impl Server {
    pub fn new(config: Config) -> std::io::Result<Self> {
        let config = Arc::new(config);
        let addr = SocketAddr::from_str(&format!("{}:{}", config.listen_addr, config.listen_port))
            .map_err(|e| std::io::Error::new(std::io::ErrorKind::InvalidInput, e.to_string()))?;
        let listener_fd = net::listen(addr, 1024)?;

        let mut selector = Selector::new(1024)?;
        selector.register(listener_fd, LISTENER_TOKEN, Interest::READ)?;

        let waker = Arc::new(Waker::new(selector.registry(), WAKER_TOKEN)?);
        let resolver = Resolver::new(waker);

        info!("listening on {}", addr);

        // The admin protocol is a secondary surface (spec §4.6): if the
        // host kernel has no SCTP support, or the admin bind address is
        // already taken, the proxy still serves HTTP traffic without it.
        let admin_addr = SocketAddr::from_str(&format!("{}:{}", config.admin_addr, config.admin_port))
            .map_err(|e| std::io::Error::new(std::io::ErrorKind::InvalidInput, e.to_string()))?;
        let admin_listener = match SctpSocket::listen_with_streams(admin_addr, 128, config.admin_streams) {
            Ok(sock) => {
                sock.set_nonblocking(true)?;
                selector.register(sock.as_raw_fd(), ADMIN_LISTENER_TOKEN, Interest::READ)?;
                info!("admin protocol listening on {}", admin_addr);
                Some(sock)
            }
            Err(e) => {
                warn!("admin protocol socket unavailable, continuing without it: {}", e);
                None
            }
        };

        Ok(Server {
            config,
            selector,
            resolver,
            pending_resolutions: PendingResolutions::default(),
            listener_fd,
            slots: Vec::new(),
            free: Vec::new(),
            admin_listener,
            admin_sessions: Vec::new(),
            admin_free: Vec::new(),
        })
    }

    pub fn run(&mut self) -> std::io::Result<()> {
        let idle_timeout = Duration::from_secs(self.config.idle_timeout_secs);
        loop {
            let events = self.selector.poll(Some(Duration::from_secs(1)))?;
            for ev in events {
                self.dispatch(ev.token, ev.readable, ev.writable);
            }
            for token in self.selector.expired(idle_timeout) {
                if let Some((slot, Endpoint::Client)) = decode_token(token) {
                    self.handle_action(slot, self.slot_conn_mut(slot).on_idle_timeout());
                }
            }
            self.reap_finished();
            self.reap_finished_admin();
        }
    }

    fn slot_conn_mut(&mut self, slot: usize) -> &mut Connection {
        &mut self.slots[slot].as_mut().expect("slot missing").conn
    }

    fn dispatch(&mut self, token: Token, readable: bool, writable: bool) {
        if token == LISTENER_TOKEN {
            self.accept_loop();
            return;
        }
        if token == ADMIN_LISTENER_TOKEN {
            self.admin_accept_loop();
            return;
        }
        if token.0 >= ADMIN_SESSION_BASE {
            self.dispatch_admin(token, readable, writable);
            return;
        }
        if token == WAKER_TOKEN {
            let outcomes = self.resolver.drain();
            for outcome in outcomes {
                if let Some((slot, Endpoint::Client)) = decode_token(outcome.token) {
                    if self.pending_resolutions.take(outcome.token) {
                        let action = self.slot_conn_mut(slot).on_resolved(outcome.result);
                        self.handle_action(slot, action);
                    }
                }
            }
            return;
        }
        let Some((slot, endpoint)) = decode_token(token) else { return };
        if self.slots.get(slot).and_then(|s| s.as_ref()).is_none() {
            return;
        }

        // A single readiness event can carry both bits; drive read and
        // write independently rather than picking one via a guard, or a
        // socket that's simultaneously readable and writable would starve
        // one side until the next poll wakes it again.
        if readable {
            let action = match endpoint {
                Endpoint::Client => self.slot_conn_mut(slot).on_client_readable(),
                Endpoint::Origin => self.slot_conn_mut(slot).on_origin_readable(),
                Endpoint::TransformStdout => {
                    self.slot_conn_mut(slot).on_transform_stdout_readable();
                    Action::None
                }
                Endpoint::TransformStdin => Action::None,
            };
            self.handle_action(slot, action);
        }
        if writable && self.slots.get(slot).and_then(|s| s.as_ref()).is_some() {
            let action = match endpoint {
                Endpoint::Client => self.slot_conn_mut(slot).on_client_writable(),
                Endpoint::Origin if self.slot_conn_mut(slot).state == State::Connect => {
                    self.finish_connect(slot)
                }
                Endpoint::Origin => self.slot_conn_mut(slot).on_origin_writable(),
                Endpoint::TransformStdin => self.slot_conn_mut(slot).on_origin_writable(),
                Endpoint::TransformStdout => Action::None,
            };
            self.handle_action(slot, action);
        }
        self.sync_interest(slot);
    }

    fn finish_connect(&mut self, slot: usize) -> Action {
        let Some(origin_fd) = self.slot_conn_mut(slot).origin_fd() else { return Action::None };
        match net::take_connect_error(origin_fd) {
            Ok(()) => self.slot_conn_mut(slot).on_origin_connected(),
            Err(e) => {
                warn!("origin connect failed: {}", e);
                self.slot_conn_mut(slot).on_idle_timeout() // reuses the fail-and-close path
            }
        }
    }

    fn accept_loop(&mut self) {
        loop {
            match net::accept(self.listener_fd) {
                Ok(Some((fd, peer))) => {
                    debug!("accepted client {}", peer);
                    self.new_connection(fd);
                }
                Ok(None) => break,
                Err(e) => {
                    error!("accept failed: {}", e);
                    break;
                }
            }
        }
    }

    fn new_connection(&mut self, client_fd: RawFd) {
        let conn = Connection::new(client_fd, Arc::clone(&self.config));
        let slot = self.alloc_slot(conn);
        if let Err(e) = self
            .selector
            .register(client_fd, encode_token(slot, Endpoint::Client), Interest::READ)
        {
            error!("failed to register client fd: {}", e);
            self.free_slot(slot);
            return;
        }
        self.slots[slot].as_mut().unwrap().registered[0] = true;
    }

    fn alloc_slot(&mut self, conn: Connection) -> usize {
        let slot = Slot {
            conn,
            registered: [false; ENDPOINTS_PER_CONN],
        };
        if let Some(idx) = self.free.pop() {
            self.slots[idx] = Some(slot);
            idx
        } else {
            self.slots.push(Some(slot));
            self.slots.len() - 1
        }
    }

    fn free_slot(&mut self, slot: usize) {
        if self.slots[slot].is_none() {
            return;
        }
        self.slots[slot].as_mut().unwrap().conn.shutdown();
        let registered = self.slots[slot].as_ref().unwrap().registered;
        for (i, registered) in registered.iter().copied().enumerate() {
            if registered {
                let token = Token(FIRST_CONN_TOKEN + slot * ENDPOINTS_PER_CONN + i);
                if let Ok(fd) = self.selector.unregister(token) {
                    let _ = nix::unistd::close(fd);
                }
            }
        }
        self.slots[slot] = None;
        self.free.push(slot);
    }

    fn handle_action(&mut self, slot: usize, action: Action) {
        match action {
            Action::None => {}
            Action::Close => self.free_slot(slot),
            Action::NeedResolve { host, port } => {
                let token = encode_token(slot, Endpoint::Client);
                self.pending_resolutions.mark_pending(token);
                self.resolver.resolve(token, host, port);
            }
            Action::NeedConnect { addr } => match net::connect_nonblocking(addr) {
                Ok(origin_fd) => {
                    self.slot_conn_mut(slot).on_connect_started(origin_fd);
                    if let Err(e) = self.selector.register(
                        origin_fd,
                        encode_token(slot, Endpoint::Origin),
                        Interest::WRITE,
                    ) {
                        error!("failed to register origin fd: {}", e);
                        self.free_slot(slot);
                        return;
                    }
                    self.slots[slot].as_mut().unwrap().registered[1] = true;
                }
                Err(e) => {
                    warn!("connect failed: {}", e);
                    self.free_slot(slot);
                }
            },
            Action::SpawnTransform { command, stderr_path } => {
                match TransformChild::spawn(&command, &stderr_path) {
                    Ok(child) => {
                        let stdin_fd = child.write_fd;
                        let stdout_fd = child.read_fd;
                        self.slot_conn_mut(slot).on_transform_spawned(child);
                        let _ = self.selector.register(
                            stdin_fd,
                            encode_token(slot, Endpoint::TransformStdin),
                            Interest::NONE,
                        );
                        let _ = self.selector.register(
                            stdout_fd,
                            encode_token(slot, Endpoint::TransformStdout),
                            Interest::READ,
                        );
                        self.slots[slot].as_mut().unwrap().registered[2] = true;
                        self.slots[slot].as_mut().unwrap().registered[3] = true;
                    }
                    Err(status) => {
                        warn!("transform spawn failed: {:?}", status);
                        self.slot_conn_mut(slot).on_transform_spawn_failed();
                    }
                }
            }
        }
        self.sync_interest(slot);
    }

    /// Recomputes and applies the interest for every still-registered
    /// endpoint of `slot` (spec §4.4: recomputed from scratch after every
    /// I/O event).
    fn sync_interest(&mut self, slot: usize) {
        if self.slots.get(slot).and_then(|s| s.as_ref()).is_none() {
            return;
        }
        let wanted = self.slot_conn_mut(slot).interest();
        let registered = self.slots[slot].as_ref().unwrap().registered;
        let apply = vec![
            (Endpoint::Client, wanted.client, registered[0]),
            (Endpoint::Origin, wanted.origin, registered[1]),
            (Endpoint::TransformStdin, wanted.transform_stdin, registered[2]),
            (Endpoint::TransformStdout, wanted.transform_stdout, registered[3]),
        ];
        for (endpoint, interest, is_registered) in apply {
            if is_registered {
                let _ = self.selector.set_interest(encode_token(slot, endpoint), interest);
            }
        }
        if self.slot_conn_mut(slot).is_terminal() {
            self.free_slot(slot);
        }
    }

    fn admin_accept_loop(&mut self) {
        let Some(listener) = &self.admin_listener else { return };
        loop {
            match listener.accept() {
                Ok((sock, peer)) => {
                    debug!("accepted admin session {}", peer);
                    if let Err(e) = sock.set_nonblocking(true) {
                        warn!("failed to set admin session nonblocking: {}", e);
                        continue;
                    }
                    let fd = sock.as_raw_fd();
                    let session = AdminSession::new(sock);
                    let idx = if let Some(idx) = self.admin_free.pop() {
                        self.admin_sessions[idx] = Some(session);
                        idx
                    } else {
                        self.admin_sessions.push(Some(session));
                        self.admin_sessions.len() - 1
                    };
                    let token = Token(ADMIN_SESSION_BASE + idx);
                    if let Err(e) = self.selector.register(fd, token, Interest::READ) {
                        error!("failed to register admin session fd: {}", e);
                        self.admin_sessions[idx] = None;
                        self.admin_free.push(idx);
                    }
                }
                Err(e) if e.kind() == std::io::ErrorKind::WouldBlock => break,
                Err(e) => {
                    warn!("admin accept failed: {}", e);
                    break;
                }
            }
        }
    }

    fn dispatch_admin(&mut self, token: Token, readable: bool, writable: bool) {
        let idx = token.0 - ADMIN_SESSION_BASE;
        let Some(Some(session)) = self.admin_sessions.get_mut(idx) else { return };
        if readable {
            session.on_readable();
        }
        if writable {
            session.on_writable();
        }
        let interest = session.interest();
        if interest.is_empty() {
            self.free_admin_session(idx);
            return;
        }
        let _ = self.selector.set_interest(token, interest);
    }

    fn free_admin_session(&mut self, idx: usize) {
        if self.admin_sessions.get(idx).and_then(|s| s.as_ref()).is_none() {
            return;
        }
        let token = Token(ADMIN_SESSION_BASE + idx);
        if let Ok(fd) = self.selector.unregister(token) {
            let _ = nix::unistd::close(fd);
        }
        self.admin_sessions[idx] = None;
        self.admin_free.push(idx);
    }

    fn reap_finished_admin(&mut self) {
        let finished: Vec<usize> = self
            .admin_sessions
            .iter()
            .enumerate()
            .filter_map(|(i, s)| s.as_ref().filter(|s| s.is_finished()).map(|_| i))
            .collect();
        for idx in finished {
            self.free_admin_session(idx);
        }
    }

    fn reap_finished(&mut self) {
        let terminal: Vec<usize> = self
            .slots
            .iter()
            .enumerate()
            .filter_map(|(i, s)| s.as_ref().filter(|s| s.conn.is_terminal()).map(|_| i))
            .collect();
        for slot in terminal {
            self.free_slot(slot);
        }
    }
}
//! Body-transformer pipeline (spec §4.4): an optional external process that
//! rewrites the origin response body, with output re-chunked for the
//! client.

pub mod child;
pub mod chunked;
pub mod stage;

pub use child::{CommandStatus, TransformChild};
pub use stage::{TransformInterest, TransformStage};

▶ **Prompt**:
Print only the lines from the top of the data above down to the line holding "selector.register(listener_fd, LISTENER_TOKEN, Interest::READ)?;", inclusive.

▶ **Worked solution**:
impl Server {
    pub fn new(config: Config) -> std::io::Result<Self> {
        let config = Arc::new(config);
        let addr = SocketAddr::from_str(&format!("{}:{}", config.listen_addr, config.listen_port))
            .map_err(|e| std::io::Error::new(std::io::ErrorKind::InvalidInput, e.to_string()))?;
        let listener_fd = net::listen(addr, 1024)?;

        let mut selector = Selector::new(1024)?;
        selector.register(listener_fd, LISTENER_TOKEN, Interest::READ)?;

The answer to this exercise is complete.